Marc Roger a publié des chroniques méditerranéennes : Sur les chemins d’Oxor (Actes Sud).

 

"À part marcher, toujours et encore, je n'ai pas trouvé meilleure façon d'être au monde que de lire, encore et toujours ! L'une et l'autre activités m'offrent la possibilité d'un ailleurs. Je crois à la rencontre, sur les chemins et dans les livres." (Marc Roger)

La compagnie pour laquelle vous travaillez, "La voie des livres", propose un grand nombre de prestations afin de promouvoir le livre et la lecture à voix haute : comment définir le métier de lecteur public ?

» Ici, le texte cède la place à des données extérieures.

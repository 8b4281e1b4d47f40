//! Error types for building, compiling and executing queries.
//!
//! Every failure in the query layer (and in the model layer built on top of
//! it) is a [`QueryError`]: an [`ErrorCode`] for programmatic handling, a
//! human readable message and an [`ErrorContext`] describing where it
//! happened.
//!
//! # Error Codes
//!
//! Error codes follow a pattern: Q{category}{number}
//! - 1xxx: Compilation errors (bad operator, malformed query)
//! - 2xxx: Model errors (mass assignment, missing model, missing relation)
//! - 3xxx: Connection errors
//! - 4xxx: Transaction errors
//! - 5xxx: Execution errors
//! - 6xxx: Data errors (casts, serialization)
//! - 7xxx: Configuration errors
//! - 9xxx: Internal errors
//!
//! ```rust
//! use quarry_query::{ErrorCode, QueryError};
//!
//! let err = QueryError::invalid_operator("DROP TABLE");
//! assert_eq!(err.code, ErrorCode::InvalidOperator);
//! assert!(err.is_compilation());
//! assert!(err.to_string().starts_with("[Q1001]"));
//! ```

use std::fmt;
use thiserror::Error;

use crate::value::Value;

/// Result type for query operations.
pub type QueryResult<T> = Result<T, QueryError>;

/// Boxed error produced by a database driver.
pub type DriverError = Box<dyn std::error::Error + Send + Sync>;

/// Error codes for programmatic error handling.
#[derive(Debug, Clone, Copy, PartialEq, Eq, Hash)]
pub enum ErrorCode {
    // Compilation errors (1xxx)
    /// Operator outside the grammar's allow-list (Q1001).
    InvalidOperator = 1001,
    /// Structurally invalid query (Q1002).
    InvalidQuery = 1002,
    /// Operation the dialect cannot express (Q1003).
    UnsupportedOperation = 1003,

    // Model errors (2xxx)
    /// Attribute rejected by the mass-assignment guard (Q2001).
    MassAssignment = 2001,
    /// No model matched a `*_or_fail` lookup (Q2002).
    ModelNotFound = 2002,
    /// Relation name not declared on the model (Q2003).
    RelationNotFound = 2003,
    /// Local scope name not declared on the model (Q2004).
    ScopeNotFound = 2004,
    /// Model type not registered (Q2005).
    UnknownModel = 2005,

    // Connection errors (3xxx)
    /// Database connection failed (Q3001).
    ConnectionFailed = 3001,
    /// Connection name not configured (Q3002).
    UnknownConnection = 3002,

    // Transaction errors (4xxx)
    /// Transaction begin/commit/rollback failed (Q4001).
    TransactionFailed = 4001,

    // Execution errors (5xxx)
    /// Statement failed inside the driver (Q5001).
    ExecutionFailed = 5001,

    // Data errors (6xxx)
    /// Value could not be cast to the declared type (Q6001).
    InvalidCast = 6001,
    /// Serialization error (Q6002).
    SerializationError = 6002,

    // Configuration errors (7xxx)
    /// Invalid or missing configuration (Q7001).
    Configuration = 7001,

    // Internal errors (9xxx)
    /// Internal error (Q9001).
    Internal = 9001,
}

impl ErrorCode {
    /// Get the error code string (e.g., "Q1001").
    pub fn code(&self) -> String {
        format!("Q{}", *self as u16)
    }

    /// Get a short description of the error code.
    pub fn description(&self) -> &'static str {
        match self {
            Self::InvalidOperator => "Invalid operator",
            Self::InvalidQuery => "Invalid query",
            Self::UnsupportedOperation => "Unsupported operation",
            Self::MassAssignment => "Mass assignment rejected",
            Self::ModelNotFound => "Model not found",
            Self::RelationNotFound => "Relation not found",
            Self::ScopeNotFound => "Scope not found",
            Self::UnknownModel => "Unknown model",
            Self::ConnectionFailed => "Database connection failed",
            Self::UnknownConnection => "Unknown connection",
            Self::TransactionFailed => "Transaction failed",
            Self::ExecutionFailed => "Statement execution failed",
            Self::InvalidCast => "Invalid cast",
            Self::SerializationError => "Serialization error",
            Self::Configuration => "Invalid configuration",
            Self::Internal => "Internal error",
        }
    }
}

impl fmt::Display for ErrorCode {
    fn fmt(&self, f: &mut fmt::Formatter<'_>) -> fmt::Result {
        write!(f, "{}", self.code())
    }
}

/// Additional context for an error.
#[derive(Debug, Clone, Default)]
pub struct ErrorContext {
    /// The operation that was being performed.
    pub operation: Option<String>,
    /// The model involved.
    pub model: Option<String>,
    /// The attribute, relation or scope involved.
    pub field: Option<String>,
    /// The primary key(s) involved in a lookup.
    pub keys: Vec<Value>,
    /// The SQL statement (if available).
    pub sql: Option<String>,
    /// The bindings sent with `sql`.
    pub bindings: Vec<Value>,
    /// Help text.
    pub help: Option<String>,
}

/// Errors that can occur during query operations.
#[derive(Error, Debug)]
pub struct QueryError {
    /// The error code.
    pub code: ErrorCode,
    /// The error message.
    pub message: String,
    /// Additional context.
    pub context: ErrorContext,
    /// The source error (if any).
    #[source]
    pub source: Option<DriverError>,
}

impl fmt::Display for QueryError {
    fn fmt(&self, f: &mut fmt::Formatter<'_>) -> fmt::Result {
        write!(f, "[{}] {}", self.code.code(), self.message)
    }
}

impl QueryError {
    /// Create a new error with the given code and message.
    pub fn new(code: ErrorCode, message: impl Into<String>) -> Self {
        Self {
            code,
            message: message.into(),
            context: ErrorContext::default(),
            source: None,
        }
    }

    /// Add context about the operation.
    pub fn with_context(mut self, operation: impl Into<String>) -> Self {
        self.context.operation = Some(operation.into());
        self
    }

    /// Add help text.
    pub fn with_help(mut self, help: impl Into<String>) -> Self {
        self.context.help = Some(help.into());
        self
    }

    /// Set the model.
    pub fn with_model(mut self, model: impl Into<String>) -> Self {
        self.context.model = Some(model.into());
        self
    }

    /// Set the field.
    pub fn with_field(mut self, field: impl Into<String>) -> Self {
        self.context.field = Some(field.into());
        self
    }

    /// Set the SQL statement and its bindings.
    pub fn with_sql(mut self, sql: impl Into<String>, bindings: &[Value]) -> Self {
        self.context.sql = Some(sql.into());
        self.context.bindings = bindings.to_vec();
        self
    }

    /// Set the source error.
    pub fn with_source<E: std::error::Error + Send + Sync + 'static>(mut self, source: E) -> Self {
        self.source = Some(Box::new(source));
        self
    }

    // ============== Constructor Functions ==============

    /// An operator that the grammar does not accept.
    pub fn invalid_operator(operator: impl Into<String>) -> Self {
        let operator = operator.into();
        Self::new(
            ErrorCode::InvalidOperator,
            format!("Illegal operator '{}' in query", operator),
        )
        .with_field(operator)
        .with_help("Use one of the comparison operators supported by the connection's grammar")
    }

    /// A query that cannot be compiled.
    pub fn invalid_query(message: impl Into<String>) -> Self {
        Self::new(ErrorCode::InvalidQuery, message)
    }

    /// An operation the grammar cannot express.
    pub fn unsupported(message: impl Into<String>) -> Self {
        Self::new(ErrorCode::UnsupportedOperation, message)
    }

    /// A driver failure while running `sql`.
    pub fn execution(sql: impl Into<String>, bindings: &[Value], source: DriverError) -> Self {
        let sql = sql.into();
        let mut err = Self::new(
            ErrorCode::ExecutionFailed,
            format!("{} (SQL: {})", source, sql),
        )
        .with_sql(sql, bindings);
        err.source = Some(source);
        err
    }

    /// Mass assignment of a guarded attribute.
    pub fn mass_assignment(model: impl Into<String>, key: impl Into<String>) -> Self {
        let model = model.into();
        let key = key.into();
        Self::new(
            ErrorCode::MassAssignment,
            format!(
                "Add [{}] to fillable property to allow mass assignment on [{}]",
                key, model
            ),
        )
        .with_model(model)
        .with_field(key)
    }

    /// No model matched the given keys.
    pub fn model_not_found(model: impl Into<String>, keys: Vec<Value>) -> Self {
        let model = model.into();
        let message = if keys.is_empty() {
            format!("No query results for model [{}]", model)
        } else {
            let ids: Vec<String> = keys.iter().map(|k| k.to_string()).collect();
            format!("No query results for model [{}] {}", model, ids.join(", "))
        };
        let mut err = Self::new(ErrorCode::ModelNotFound, message).with_model(model);
        err.context.keys = keys;
        err
    }

    /// A relation name that was never declared.
    pub fn relation_not_found(model: impl Into<String>, relation: impl Into<String>) -> Self {
        let model = model.into();
        let relation = relation.into();
        Self::new(
            ErrorCode::RelationNotFound,
            format!("Call to undefined relationship [{}] on model [{}]", relation, model),
        )
        .with_model(model)
        .with_field(relation)
    }

    /// A local scope name that was never declared.
    pub fn scope_not_found(model: impl Into<String>, scope: impl Into<String>) -> Self {
        let model = model.into();
        let scope = scope.into();
        Self::new(
            ErrorCode::ScopeNotFound,
            format!("Call to undefined scope [{}] on model [{}]", scope, model),
        )
        .with_model(model)
        .with_field(scope)
    }

    /// A model name missing from the registry.
    pub fn unknown_model(model: impl Into<String>) -> Self {
        let model = model.into();
        Self::new(
            ErrorCode::UnknownModel,
            format!("Model [{}] is not registered", model),
        )
        .with_model(model)
    }

    /// A connection that could not be established.
    pub fn connection(message: impl Into<String>) -> Self {
        Self::new(ErrorCode::ConnectionFailed, message)
    }

    /// A connection name with no configuration.
    pub fn unknown_connection(name: impl Into<String>) -> Self {
        Self::new(
            ErrorCode::UnknownConnection,
            format!("Database connection [{}] not configured", name.into()),
        )
    }

    /// A transaction control statement failed.
    pub fn transaction(message: impl Into<String>) -> Self {
        Self::new(ErrorCode::TransactionFailed, message)
    }

    /// A value that cannot be cast.
    pub fn invalid_cast(key: impl Into<String>, message: impl Into<String>) -> Self {
        Self::new(ErrorCode::InvalidCast, message).with_field(key)
    }

    /// Serialization failure.
    pub fn serialization(message: impl Into<String>) -> Self {
        Self::new(ErrorCode::SerializationError, message)
    }

    /// Configuration failure.
    pub fn configuration(message: impl Into<String>) -> Self {
        Self::new(ErrorCode::Configuration, message)
    }

    /// Internal error.
    pub fn internal(message: impl Into<String>) -> Self {
        Self::new(ErrorCode::Internal, message)
    }

    // ============== Error Checks ==============

    /// Errors detected before anything reached the database.
    pub fn is_compilation(&self) -> bool {
        matches!(
            self.code,
            ErrorCode::InvalidOperator | ErrorCode::InvalidQuery | ErrorCode::UnsupportedOperation
        )
    }

    /// Errors raised by the database while running a statement.
    pub fn is_execution(&self) -> bool {
        matches!(
            self.code,
            ErrorCode::ExecutionFailed | ErrorCode::TransactionFailed | ErrorCode::ConnectionFailed
        )
    }

    /// Check if this is a model-not-found error.
    pub fn is_not_found(&self) -> bool {
        self.code == ErrorCode::ModelNotFound
    }

    /// Get the error code.
    pub fn error_code(&self) -> &ErrorCode {
        &self.code
    }

    /// Multi-line rendering including SQL, bindings and help.
    pub fn display_full(&self) -> String {
        let mut output = format!("Error [{}]: {}", self.code.code(), self.message);

        if let Some(ref op) = self.context.operation {
            output.push_str(&format!("\n  -> While: {}", op));
        }
        if let Some(ref model) = self.context.model {
            output.push_str(&format!("\n  -> Model: {}", model));
        }
        if let Some(ref field) = self.context.field {
            output.push_str(&format!("\n  -> Field: {}", field));
        }
        if let Some(ref sql) = self.context.sql {
            output.push_str(&format!("\n  -> SQL: {}", sql));
            if !self.context.bindings.is_empty() {
                let bindings: Vec<String> =
                    self.context.bindings.iter().map(|b| format!("{:?}", b)).collect();
                output.push_str(&format!("\n  -> Bindings: [{}]", bindings.join(", ")));
            }
        }
        if let Some(ref help) = self.context.help {
            output.push_str(&format!("\n  Help: {}", help));
        }

        output
    }
}

impl From<serde_json::Error> for QueryError {
    fn from(err: serde_json::Error) -> Self {
        QueryError::serialization(err.to_string()).with_source(err)
    }
}

#[cfg(test)]
mod tests {
    use super::*;

    #[test]
    fn test_error_code_format() {
        assert_eq!(ErrorCode::InvalidOperator.code(), "Q1001");
        assert_eq!(ErrorCode::MassAssignment.code(), "Q2001");
        assert_eq!(ErrorCode::ExecutionFailed.code(), "Q5001");
    }

    #[test]
    fn test_compilation_errors_are_not_execution_errors() {
        let err = QueryError::invalid_operator("DROP TABLE");
        assert!(err.is_compilation());
        assert!(!err.is_execution());
        assert_eq!(err.context.field.as_deref(), Some("DROP TABLE"));
    }

    #[test]
    fn test_execution_error_keeps_sql_and_bindings() {
        let source: DriverError = "no such table: users".into();
        let err = QueryError::execution(
            "SELECT * FROM \"users\" WHERE \"id\" = ?",
            &[Value::Int(1)],
            source,
        );

        assert!(err.is_execution());
        assert_eq!(err.context.bindings, vec![Value::Int(1)]);
        assert!(err.message.contains("no such table"));
        assert!(std::error::Error::source(&err).is_some());
    }

    #[test]
    fn test_model_not_found_lists_keys() {
        let err = QueryError::model_not_found("User", vec![Value::Int(7)]);
        assert!(err.is_not_found());
        assert!(err.message.contains("[User] 7"));
        assert_eq!(err.context.keys, vec![Value::Int(7)]);
    }

    #[test]
    fn test_display_full() {
        let err = QueryError::relation_not_found("Post", "author").with_context("eager loading");
        let full = err.display_full();
        assert!(full.contains("Q2003"));
        assert!(full.contains("Model: Post"));
        assert!(full.contains("Field: author"));
        assert!(full.contains("While: eager loading"));
    }
}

Être lecteur public, c’est se faire "haut parleur" d’un texte qui a été écrit par un auteur, ce qui nous distingue du conteur qui lui est dans une syntaxe orale. Ce dernier s’approprie une trame du répertoire local, régional ou international et va investir cette trame avec sa propre syntaxe, son propre vocabulaire. Le lecteur public met en oralité, pour sa part, les textes écrits en respectant la littérature de l’auteur.

Notre spécificité est également que nous déclinons l’activité partout dans la cité et pour tous les publics et pas seulement dans l’espace confiné des bibliothèques, librairies ou lors de salons du livre.

Notre but est d’aller vers le public non lecteur et qu’il y ait une véritable rencontre avec l’objet livre, l’essentiel étant de passer un bon moment !

Une auditrice

Vous organisez des lectures publiques à l’étranger, notamment autour de la Méditerranée (une vingtaine de pays autour de la Méditerranée en 2003-2004) et dernièrement au Brésil. Que proposez-vous lors de vos voyages et comment se passent ces rencontres avec des publics très divers (enfants, adultes, étudiants...) et parfois non francophones ?

Lors du voyage autour de la Méditerranée, j’ai été en contact avec un public essentiellement apprenant. J’avais fait publier une nouvelle d’un auteur marocain traduite en français qui était remise comme un passeport au public et cela les rassurait beaucoup d’avoir cette petite nouvelle dans les mains pour la première lecture.

Il y avait toujours un traducteur, soit un bibliothécaire, soit un professeur, soit un libraire qui avait préparé ces traductions (nous avions envoyé le texte avant par courrier électronique). D’autres fois, nous improvisions et tout le monde pouvait jouer le jeu de la traduction et devenir traducteur l’espace d’un instant.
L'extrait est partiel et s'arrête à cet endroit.